## ACTION ITEM
In the listing below, pick out lines with "Serialize".

## MATERIAL PROVIDED
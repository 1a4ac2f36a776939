//! An `Array` is the root symbol a `Read` indexes into.
//!
//! Symbolic execution models every input (packet bytes, device ids, time,
//! map values) as a named array of bytes. Some arrays carry constant initial
//! contents, in which case reads at constant indices are themselves
//! constant.

use serde::{Deserialize, Serialize};
use std::fmt;

/// A named symbolic array of bytes.
#[derive(Clone, Debug, Deserialize, Eq, Hash, Ord, PartialEq, PartialOrd, Serialize)]
pub struct Array {
    name: String,
    size: usize,
    constant_values: Option<Vec<u8>>,
}

impl Array {
    /// Create a new symbolic array.
    ///
    /// Size is the size of the `Array` in bytes.
    pub fn new<S>(name: S, size: usize) -> Array
    where
        S: Into<String>,
    {
        Array {
            name: name.into(),
            size,
            constant_values: None,
        }
    }

    /// Create a new array with constant initial contents.
    pub fn new_constant<S>(name: S, values: Vec<u8>) -> Array
    where
        S: Into<String>,
    {
        Array {
            name: name.into(),
            size: values.len(),
            constant_values: Some(values),
        }
    }

    pub fn name(&self) -> &str {
        &self.name
    }

    /// Get the size of the `Array` in bytes.
    pub fn size(&self) -> usize {
        self.size
    }

    pub fn constant_values(&self) -> Option<&[u8]> {
        self.constant_values.as_deref()
    }

    /// The constant byte at `index`, if this array is constant.
    pub fn constant_at(&self, index: usize) -> Option<u8> {
        self.constant_values
            .as_ref()
            .and_then(|values| values.get(index).cloned())
    }

    /// The same array layout and contents under a new name.
    pub fn renamed<S>(&self, name: S) -> Array
    where
        S: Into<String>,
    {
        Array {
            name: name.into(),
            size: self.size,
            constant_values: self.constant_values.clone(),
        }
    }
}

impl fmt::Display for Array {
    fn fmt(&self, f: &mut fmt::Formatter) -> fmt::Result {
        write!(f, "{}[{}]", self.name, self.size)
    }
}
#[test]
fn wide_constants_become_byte_arrays() {
    let env = environment();
    let mut pool = ExprPool::new();
    let mac = Constant::from_bytes_le(&[1, 2, 3, 4, 5, 6, 7, 8, 9, 10]);
    let mac = pool.constant_expr(mac);
    let node = transpile(&pool, &env, mac).unwrap();
    assert_eq!(
        *node,
        Node::Constant {
            type_: Type::array(Type::u8(), 10),
            values: vec![1, 2, 3, 4, 5, 6, 7, 8, 9, 10],
        }
    );

    let slice = pool.extract(mac, 16, 16).unwrap();
    let node = transpile(&pool, &env, slice).unwrap();
    assert_eq!(node.constant_value(), Some(0x0403));
}

fn struct_environment() -> Environment {
    let s = StructType::new(
        "S",
        vec![
            Field::new("a", 0, Type::unsigned(32)),
            Field::new("b", 4, Type::unsigned(32)),
        ],
        8,
    )
    .unwrap();
    let mut env = environment();
    env.symbols_mut()
        .declare("S", Variable::new("s", Type::Struct(s)));
    env.symbols_mut()
        .declare("new_b", Variable::new("new_b", Type::unsigned(32)));
    env.symbols_mut()
        .declare("arr", Variable::new("arr", Type::array(Type::u8(), 4)));
    env.symbols_mut()
        .declare("val", Variable::new("val", Type::u8()));
    env
}

#[test]
fn diff_of_identical_values_is_empty() {
    let env = struct_environment();
    let mut pool = ExprPool::new();
    let s = pool.add_array(Array::new("S", 8));
    let before = pool.read_lsb(s, 0, 8).unwrap();
    let after = pool.read_lsb(s, 0, 8).unwrap();

    let constraints = ConstraintSet::new();
    let assignments = diff(&mut pool, &env, &EvalOracle, &constraints, before, after).unwrap();
    assert!(assignments.is_empty());
    let assignments = diff(&mut pool, &env, &EvalOracle, &constraints, before, before).unwrap();
    assert!(assignments.is_empty());
}

#[test]
fn diff_of_one_struct_field() {
    let env = struct_environment();
    let mut pool = ExprPool::new();
    let s = pool.add_array(Array::new("S", 8));
    let new_b = pool.add_array(Array::new("new_b", 4));
    let before = pool.read_lsb(s, 0, 8).unwrap();
    let low = pool.extract(before, 0, 32).unwrap();
    let low = simplify_extract(&mut pool, low).unwrap();
    let b = pool.read_lsb(new_b, 0, 4).unwrap();
    let after = pool.concat(b, low).unwrap();

    let constraints = ConstraintSet::new();
    let assignments = diff(&mut pool, &env, &EvalOracle, &constraints, before, after).unwrap();
    assert_eq!(assignments.len(), 1);
    let assignment = &assignments[0];
    assert_eq!(assignment.location().to_string(), "s.b");
    assert_eq!(
        assignment.location().path(),
        &[Step::Field("b".to_string())]
    );
    let after_b = pool.extract(after, 32, 32).unwrap();
    assert_eq!(*assignment.value(), transpile(&pool, &env, after_b).unwrap());
    assert_eq!(assignment.to_string(), "s.b = new_b;");
}

#[test]
fn diff_of_one_array_element() {
    let env = struct_environment();
    let mut pool = ExprPool::new();
    let arr = pool.add_array(Array::new("arr", 4));
    let val = pool.add_array(Array::new("val", 1));
    let b0 = pool.read_at(arr, 0).unwrap();
    let b1 = pool.read_at(arr, 1).unwrap();
    let b2 = pool.read_at(arr, 2).unwrap();
    let b3 = pool.read_at(arr, 3).unwrap();
    let v = pool.read_at(val, 0).unwrap();

    let low = pool.concat(b1, b0).unwrap();
    let before = pool.concat(b2, low).unwrap();
    let before = pool.concat(b3, before).unwrap();
    let after = pool.concat(v, low).unwrap();
    let after = pool.concat(b3, after).unwrap();

    let constraints = ConstraintSet::new();
    let assignments = diff(&mut pool, &env, &EvalOracle, &constraints, before, after).unwrap();
    assert_eq!(assignments.len(), 1);
    assert_eq!(assignments[0].to_string(), "arr[2] = val;");
}

#[test]
fn diff_requires_a_composite_type() {
    let env = struct_environment();
    let mut pool = ExprPool::new();
    let device = pool.add_array(Array::new("DEVICE", 2));
    let before = pool.read_lsb(device, 0, 2).unwrap();
    let one = pool.constant(1, 16);
    let after = pool.binary(BinaryOp::Add, before, one).unwrap();
    let constraints = ConstraintSet::new();
    assert!(matches!(
        diff(&mut pool, &env, &EvalOracle, &constraints, before, after),
        Err(Error::Unsupported(_))
    ));

    let narrow = pool.read_at(device, 0).unwrap();
    assert!(matches!(
        diff(&mut pool, &env, &EvalOracle, &constraints, before, narrow),
        Err(Error::Sort)
    ));
}

#[test]
fn extracts_of_merged_packet_reads_are_field_reads() {
    let env = environment();
    let mut pool = ExprPool::new();
    let packet = pool.add_array(Array::new("packet_chunks", 64));

    let wide = pool.read_lsb(packet, 0, 10).unwrap();
    let field = pool.extract(wide, 16, 16).unwrap();
    let node = transpile(&pool, &env, field).unwrap();
    assert_eq!(node.to_string(), "*(u16*)((uint8_t*)&ether + 2)");
    let same_bytes = pool.read_lsb(packet, 2, 2).unwrap();
    assert_eq!(node, transpile(&pool, &env, same_bytes).unwrap());

    let narrow = pool.read_lsb(packet, 0, 4).unwrap();
    let byte = pool.extract(narrow, 8, 8).unwrap();
    let node = transpile(&pool, &env, byte).unwrap();
    assert_eq!(node.to_string(), "*(u8*)((uint8_t*)&ether + 1)");
}

#[test]
fn concats_mixing_legacy_and_current_names_are_kept() {
    let env = environment();
    let mut pool = ExprPool::new();
    let legacy = pool.add_array(Array::new("VIGOR_DEVICE", 2));
    let current = pool.add_array(Array::new("DEVICE", 2));
    let hi = pool.read_at(legacy, 1).unwrap();
    let lo = pool.read_at(current, 0).unwrap();
    let mixed = pool.concat(hi, lo).unwrap();

    let node = transpile(&pool, &env, mixed).unwrap();
    match *node {
        Node::Concat {
            ref left,
            ref right,
            ..
        } => {
            assert_eq!(left.to_string(), "*(u8*)((uint8_t*)&device + 1)");
            assert_eq!(right.to_string(), "*(u8*)((uint8_t*)&device + 0)");
        }
        ref other => panic!("unexpected {:?}", other),
    }

    let hi = pool.read_at(current, 1).unwrap();
    let single = pool.concat(hi, lo).unwrap();
    let node = transpile(&pool, &env, single).unwrap();
    assert_eq!(
        *node,
        Node::Variable(Variable::new("device", Type::unsigned(16)))
    );
}

#[test]
fn bitwise_and_shift_operations() {
    let env = environment();
    let mut pool = ExprPool::new();
    let device = pool.add_array(Array::new("DEVICE", 2));
    let value = pool.read_lsb(device, 0, 2).unwrap();
    let two = pool.constant(2, 16);

    for (op, rendered) in [
        (BinaryOp::And, "(device & 2)"),
        (BinaryOp::Or, "(device | 2)"),
        (BinaryOp::Xor, "(device ^ 2)"),
        (BinaryOp::Shl, "(device << 2)"),
        (BinaryOp::LShr, "(device >> 2)"),
        (BinaryOp::AShr, "(((i16)device) >> 2)"),
        (BinaryOp::SRem, "(((i16)device) % 2)"),
    ] {
        let expr = pool.binary(op, value, two).unwrap();
        assert_eq!(transpile(&pool, &env, expr).unwrap().to_string(), rendered);
    }

    let not = pool.not(value).unwrap();
    assert_eq!(transpile(&pool, &env, not).unwrap().to_string(), "(~device)");
}

#[test]
fn unsigned_comparisons_and_selects() {
    let env = environment();
    let mut pool = ExprPool::new();
    let device = pool.add_array(Array::new("DEVICE", 2));
    let value = pool.read_lsb(device, 0, 2).unwrap();
    let two = pool.constant(2, 16);

    for (op, rendered) in [
        (CompareOp::Ne, "(device != 2)"),
        (CompareOp::Ult, "(device < 2)"),
        (CompareOp::Ule, "(device <= 2)"),
        (CompareOp::Ugt, "(device > 2)"),
        (CompareOp::Uge, "(device >= 2)"),
    ] {
        let expr = pool.compare(op, value, two).unwrap();
        let node = transpile(&pool, &env, expr).unwrap();
        assert_eq!(node.to_string(), rendered);
        assert_eq!(node.bits(), 1);
    }

    let below = pool.compare(CompareOp::Ult, value, two).unwrap();
    let clamped = pool.select(below, value, two).unwrap();
    let node = transpile(&pool, &env, clamped).unwrap();
    assert_eq!(node.to_string(), "((device < 2) ? device : 2)");
    assert_eq!(*node.type_(), Type::unsigned(16));
}

#[test]
fn diff_of_identical_arrays_is_empty() {
    let env = struct_environment();
    let mut pool = ExprPool::new();
    let arr = pool.add_array(Array::new("arr", 4));
    let before = pool.read_lsb(arr, 0, 4).unwrap();
    let after = pool.read_lsb(arr, 0, 4).unwrap();

    let constraints = ConstraintSet::new();
    let assignments = diff(&mut pool, &env, &EvalOracle, &constraints, before, before).unwrap();
    assert!(assignments.is_empty());
    let assignments = diff(&mut pool, &env, &EvalOracle, &constraints, before, after).unwrap();
    assert!(assignments.is_empty());
}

## YOUR RESPONSE
use serde::{Deserialize, Serialize};
#[derive(Clone, Debug, Deserialize, Eq, Hash, Ord, PartialEq, PartialOrd, Serialize)]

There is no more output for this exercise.